HIMSS14: Nurses' role in innovative care delivery
ORLANDO--Nurses can play a meaningful role as leaders and innovators in designing and implementing new care delivery models, said Laura Wood, DNP, MS, RN, senior vice president, patient care services and chief nursing officer, Boston Children’s Hospital (BCH), at the Nursing Informatics Symposium at the Health Information and Management Systems Society’s annual meeting.
“We need to elevate our nurses,” said Wood, who oversees 3,000 nurses at BCH. But to be successful leaders, nurses must be willing to work with staff beyond their departments and exist in the context of an interprofessional team.
“To move beyond department goals, you move leadership to places where you may get bruised and may not get the door opened for you,” she said. “But it’s an important part of leadership if we are going to influence and change practices around us.”

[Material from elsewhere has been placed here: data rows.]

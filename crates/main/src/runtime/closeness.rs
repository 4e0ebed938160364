////////////////////////////////////////////////////////////////////////////////
// This file is part of "Ad Astra", an embeddable scripting programming       //
// language platform.                                                         //
//                                                                            //
// This work is proprietary software with source-available code.              //
//                                                                            //
// To copy, use, distribute, or contribute to this work, you must agree to    //
// the terms of the General License Agreement:                                //
//                                                                            //
// https://github.com/Eliah-Lakhin/ad-astra/blob/master/EULA.md               //
//                                                                            //
// The agreement grants a Basic Commercial License, allowing you to use       //
// this work in non-commercial and limited commercial products with a total   //
// gross revenue cap. To remove this commercial limit for one of your         //
// products, you must acquire a Full Commercial License.                      //
//                                                                            //
// If you contribute to the source code, documentation, or related materials, //
// you must grant me an exclusive license to these contributions.             //
// Contributions are governed by the "Contributions" section of the General   //
// License Agreement.                                                         //
//                                                                            //
// Copying the work in parts is strictly forbidden, except as permitted       //
// under the General License Agreement.                                       //
//                                                                            //
// If you do not or cannot agree to the terms of this Agreement,              //
// do not use this work.                                                      //
//                                                                            //
// This work is provided "as is", without any warranties, express or implied, //
// except where such disclaimers are legally invalid.                         //
//                                                                            //
// Copyright (c) 2024 Ilya Lakhin (Илья Александрович Лахин).                 //
// All rights reserved.                                                       //
////////////////////////////////////////////////////////////////////////////////

use std::{
    cmp::Ordering,
    fmt::{Debug, Display, Formatter},
};

use compact_str::CompactString;
use strsim::normalized_damerau_levenshtein;

/// A similarity score of two member names, in tenths of a percent.
///
/// "100%" means that the names are equal ignoring letter case, and "0%" means
/// that they have nothing in common.
#[derive(Clone, Copy, Default, PartialEq, Eq, PartialOrd, Ord, Hash)]
pub struct Closeness(u16);

impl Debug for Closeness {
    #[inline(always)]
    fn fmt(&self, formatter: &mut Formatter<'_>) -> std::fmt::Result {
        Display::fmt(self, formatter)
    }
}

impl Display for Closeness {
    #[inline(always)]
    fn fmt(&self, formatter: &mut Formatter<'_>) -> std::fmt::Result {
        formatter.write_fmt(format_args!("{}%", self.percents()))
    }
}

impl Closeness {
    #[inline(always)]
    pub const fn zero() -> Self {
        Self(0)
    }

    #[inline(always)]
    pub const fn half() -> Self {
        Self(500)
    }

    #[inline(always)]
    pub const fn one() -> Self {
        Self(1000)
    }

    /// The score rounded to the nearest percent.
    #[inline(always)]
    pub fn percents(self) -> u16 {
        (self.0 + 5) / 10
    }
}

/// Estimates how close a string is to the name someone tried to look up.
pub trait StringEstimation {
    /// ```
    /// use ad_astra_reflect::runtime::{Closeness, StringEstimation};
    ///
    /// assert_eq!("getName".estimate("GETNAME"), Closeness::one());
    /// assert_eq!("foo".estimate("bar"), Closeness::zero());
    /// assert!("getName".estimate("getNmae") >= Closeness::half());
    /// ```
    fn estimate(&self, pattern: impl AsRef<str>) -> Closeness;
}

impl<S: AsRef<str>> StringEstimation for S {
    fn estimate(&self, pattern: impl AsRef<str>) -> Closeness {
        let this = self.as_ref().to_lowercase();
        let pattern = pattern.as_ref().to_lowercase();

        let score = normalized_damerau_levenshtein(&pattern, &this);

        Closeness((score * 1000.0).round().clamp(0.0, 1000.0) as u16)
    }
}

// Picks the candidate closest to the pattern, if it is at least half similar.
// Ties are resolved in favor of the lexicographically smaller candidate.
pub(super) fn suggest<'a>(
    pattern: &str,
    candidates: impl IntoIterator<Item = &'a str>,
) -> Option<CompactString> {
    let mut best: Option<(Closeness, &'a str)> = None;

    for candidate in candidates {
        let closeness = candidate.estimate(pattern);

        if closeness < Closeness::half() {
            continue;
        }

        if let Some((current, name)) = &best {
            match current.cmp(&closeness) {
                Ordering::Less => (),

                Ordering::Equal => {
                    if *name <= candidate {
                        continue;
                    }
                }

                Ordering::Greater => continue,
            }
        }

        best = Some((closeness, candidate));
    }

    best.map(|(_, name)| CompactString::from(name))
}

#[cfg(test)]
mod tests {
    use crate::runtime::{closeness::suggest, Closeness, StringEstimation};

    #[test]
    fn test_estimation() {
        assert_eq!("x".estimate("X"), Closeness::one());
        assert_eq!(Closeness::half().percents(), 50);
        assert_eq!(format!("{}", Closeness::one()), "100%");
        assert!("greet".estimate("greeting") > "greet".estimate("meeting"));
    }

    #[test]
    fn test_suggestion() {
        let candidates = ["getName", "setName", "toString"];

        assert_eq!(
            suggest("getNmae", candidates).as_deref(),
            Some("getName"),
        );
        assert_eq!(suggest("hashCode", candidates), None);
        assert_eq!(suggest("anything", []), None);
    }
}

Improving patient engagement is a unifying effort at BCH, she said. “It is rare for a hospital or ambulatory setting to be designed around the needs of the patient and family, rather than providers. This is such an important area of focus for us.”
Wood cited two cases where nurses played a role in implementing new practices, and some challenges in making these changes stick—which she referred to as “crossing the O-gap,” or the tricky terrain when a system operationalizes a pilot.
About two years ago, through its innovation office, BCH launched a pilot that involved handing out iPads to patients and families. These iPads included apps like MyWay, which helps patients and families navigate BCH’s 150,000 rooms and MyPasspost, which helps patients and family members access lab results, identify and contact team members, and obtain a care plan.
“The patients loved it,” she said. However, implementation fell to the nurses—who were charged with managing security of devices, keeping track of them and helping patients and their families find multilingual support, among other tasks. The pilot allotted one nurse per unit to answer iPad questions, which was incredibly short of what was needed. “It was really hard to sustain,” Wood said.
With pressure to expand the pilot to an additional unit, Wood said she met with the chief innovation officer, the chief informatics officer and frontline nurses to help all stakeholders better manage expectations.
Full implementation remains a work in progress. “It’s hard to close the O-gap. Even in an organization with talent and resources, we struggled.”
Wood also shared experiences of a rapid cycle improvement initiative, in which an interprofessional team of more than 30 participants worked to solve the problem of missing medical equipment—in this case, infusion pumps—in a 100-day timeframe. Their goal was the ability to access any pump, and all of its parts, within five minutes of a request.
The team developed a tracking tool in just six days and then launched a pilot in which wireless scanners and tap-and-go technologies were utilized to track technologies. Also, workflow was changed with protocol defining how nurses and staff would retrieve devices and request more if needed.
The results were positive, with some challenges in the cleaning of equipment.
Now BCH is evaluating the test results, as well as looking into whether RFID technology, which is more costly, would be a better way to manage equipment inventory. The pilot allowed the RFID evalation to take place in a more informed environment. "Looking at a rapid improvement structure helped us a great deal," she said.